Work to complete
Copy each line of the data below in which the word "expect" can be found.

** Opening Dataset content block **

//! The one pipeline every invocation runs.
//!
//! Discover, assemble (highlighting as we go), compile, then annotate. Each
//! stage consumes the immutable output of the one before it; any failure
//! aborts the run.

use crate::config::Config;
use crate::highlight::Highlighter;
use crate::{assemble, compile, discover, language, outline};
use anyhow::{anyhow, Context, Result};
use indicatif::{ProgressBar, ProgressStyle};
use std::path::{Path, PathBuf};

pub struct PipelineReport {
    pub pdf_path: PathBuf,
    pub files: usize,
    pub routines: usize,
}

pub fn run(config: &Config) -> Result<PipelineReport> {
    let language = language::lookup(&config.language)
        .ok_or_else(|| anyhow!("I don't know how to deal with `{}` code", config.language))?;

    println!(
        "Looking for {} code in {}",
        language.name,
        config.path.display()
    );
    let files = discover::find_source_files(&config.path, language, &config.excludes)
        .with_context(|| format!("Failed to scan {}", config.path.display()))?;
    println!("Found {} source files", files.len());

    let highlighter = Highlighter::new(&config.theme)?;
    let progress = ProgressBar::new(files.len() as u64);
    progress.set_style(
        ProgressStyle::default_bar()
            .template("{spinner:.green} [{bar:40.cyan/blue}] {pos}/{len} {msg}")
            .expect("can parse progress style")
            .progress_chars("#>-"),
    );
    progress.set_message("Highlighting...");
    let tex = assemble::assemble(config, &files, &highlighter, &progress)
        .with_context(|| "Failed to assemble the document")?;
    progress.finish_and_clear();

    let tex_path = PathBuf::from(format!("{}.tex", config.output));
    std::fs::write(&tex_path, tex)
        .with_context(|| format!("Failed to write {}", tex_path.display()))?;

    println!("Compiling {}...", tex_path.display());
    let pdf_path = compile::compile(&config.engine, &tex_path)
        .with_context(|| "Failed to compile the document")?;

    println!("Adding routine bookmarks...");
    let stats = outline::annotate(&pdf_path, language)
        .with_context(|| format!("Failed to annotate {}", pdf_path.display()))?;
    println!(
        "Bookmarked {} file sections and {} routines",
        stats.parents, stats.routines
    );

    if !config.keep_tex {
        clean_auxiliary_files(&tex_path);
    }

    Ok(PipelineReport {
        pdf_path,
        files: files.len(),
        routines: stats.routines,
    })
}

/// Remove the intermediate .tex file and the droppings the TeX engine leaves
/// beside it. Failures here don't matter; the PDF is already written.
fn clean_auxiliary_files(tex_path: &Path) {
    for extension in ["tex", "aux", "log", "out", "toc"] {
        let _ = std::fs::remove_file(tex_path.with_extension(extension));
    }
}
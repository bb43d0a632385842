//! Source file discovery.
//!
//! Walks the root directory with the same ignore-aware walker used for
//! repositories (`.gitignore` and hidden files are skipped), keeps files whose
//! extension matches the language table entry, and drops anything matched by
//! an exclusion glob. The result is sorted so that the section order in the
//! assembled document, and therefore the outline order in the compiled PDF,
//! is deterministic.

use crate::language::Language;
use anyhow::{anyhow, Context, Result};
use globset::{Glob, GlobSet, GlobSetBuilder};
use ignore::Walk;
use std::path::{Path, PathBuf};

/// Find all source files of `language` under `root`.
pub fn find_source_files(
    root: &Path,
    language: &Language,
    excludes: &[String],
) -> Result<Vec<PathBuf>> {
    if !root.is_dir() {
        return Err(anyhow!("Path {} isn't a directory!", root.display()));
    }
    let root = std::fs::canonicalize(root)
        .with_context(|| format!("Failed to canonicalize {}", root.display()))?;

    let excludes = build_globset(excludes)?;

    let mut files: Vec<PathBuf> = Vec::new();
    for entry in Walk::new(&root) {
        let entry =
            entry.with_context(|| format!("Failed to walk directory {}", root.display()))?;
        let path = entry.path();
        if !path.is_file() {
            continue;
        }

        let ext = path
            .extension()
            .and_then(std::ffi::OsStr::to_str)
            .unwrap_or_default();
        if !language.extensions.contains(&ext) {
            continue;
        }

        // globs match against the path relative to the scan root
        let relative = path.strip_prefix(&root).unwrap_or(path);
        if excludes.is_match(relative) {
            log::debug!("excluding {}", relative.display());
            continue;
        }

        files.push(path.to_path_buf());
    }

    files.sort();
    Ok(files)
}

fn build_globset(excludes: &[String]) -> Result<GlobSet> {
    let mut builder = GlobSetBuilder::new();
    for glob in excludes {
        let glob =
            Glob::new(glob).with_context(|| format!("Failed to parse exclusion glob `{glob}`"))?;
        builder.add(glob);
    }
    builder
        .build()
        .with_context(|| "Failed to build exclusion glob set")
}

#[cfg(test)]
mod tests {
    use super::*;
    use crate::language;

    fn fortran() -> &'static Language {
        language::lookup("fortran").expect("fortran is in the table")
    }

    #[test]
    fn finds_only_matching_extensions_in_sorted_order() {
        let dir = tempfile::tempdir().expect("can create tempdir");
        std::fs::write(dir.path().join("b.f"), "end").unwrap();
        std::fs::write(dir.path().join("a.f90"), "end").unwrap();
        std::fs::write(dir.path().join("notes.txt"), "not code").unwrap();
        std::fs::create_dir(dir.path().join("sub")).unwrap();
        std::fs::write(dir.path().join("sub/c.f90"), "end").unwrap();

        let files = find_source_files(dir.path(), fortran(), &[]).expect("discovery succeeds");

        let names: Vec<_> = files
            .iter()
            .map(|f| f.strip_prefix(dir.path().canonicalize().unwrap()).unwrap())
            .collect();
        assert_eq!(
            names,
            vec![
                Path::new("a.f90"),
                Path::new("b.f"),
                Path::new("sub/c.f90")
            ]
        );
    }

    #[test]
    fn exclusion_globs_drop_files() {
        let dir = tempfile::tempdir().expect("can create tempdir");
        std::fs::write(dir.path().join("keep.f90"), "end").unwrap();
        std::fs::create_dir(dir.path().join("vendor")).unwrap();
        std::fs::write(dir.path().join("vendor/skip.f90"), "end").unwrap();

        let files = find_source_files(dir.path(), fortran(), &["vendor/**".to_string()])
            .expect("discovery succeeds");

        assert_eq!(files.len(), 1);
        assert!(files[0].ends_with("keep.f90"));
    }

    #[test]
    fn a_missing_directory_is_an_error() {
        assert!(find_source_files(Path::new("/does/not/exist"), fortran(), &[]).is_err());
    }

    #[test]
    fn invalid_exclusion_globs_are_an_error() {
        let dir = tempfile::tempdir().expect("can create tempdir");
        assert!(find_source_files(dir.path(), fortran(), &["a{".to_string()]).is_err());
    }
}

** Closing Dataset content block **

Response for this exercise
            .expect("can parse progress style")
        language::lookup("fortran").expect("fortran is in the table")
        let dir = tempfile::tempdir().expect("can create tempdir");
        let files = find_source_files(dir.path(), fortran(), &[]).expect("discovery succeeds");
        let dir = tempfile::tempdir().expect("can create tempdir");
            .expect("discovery succeeds");
        let dir = tempfile::tempdir().expect("can create tempdir");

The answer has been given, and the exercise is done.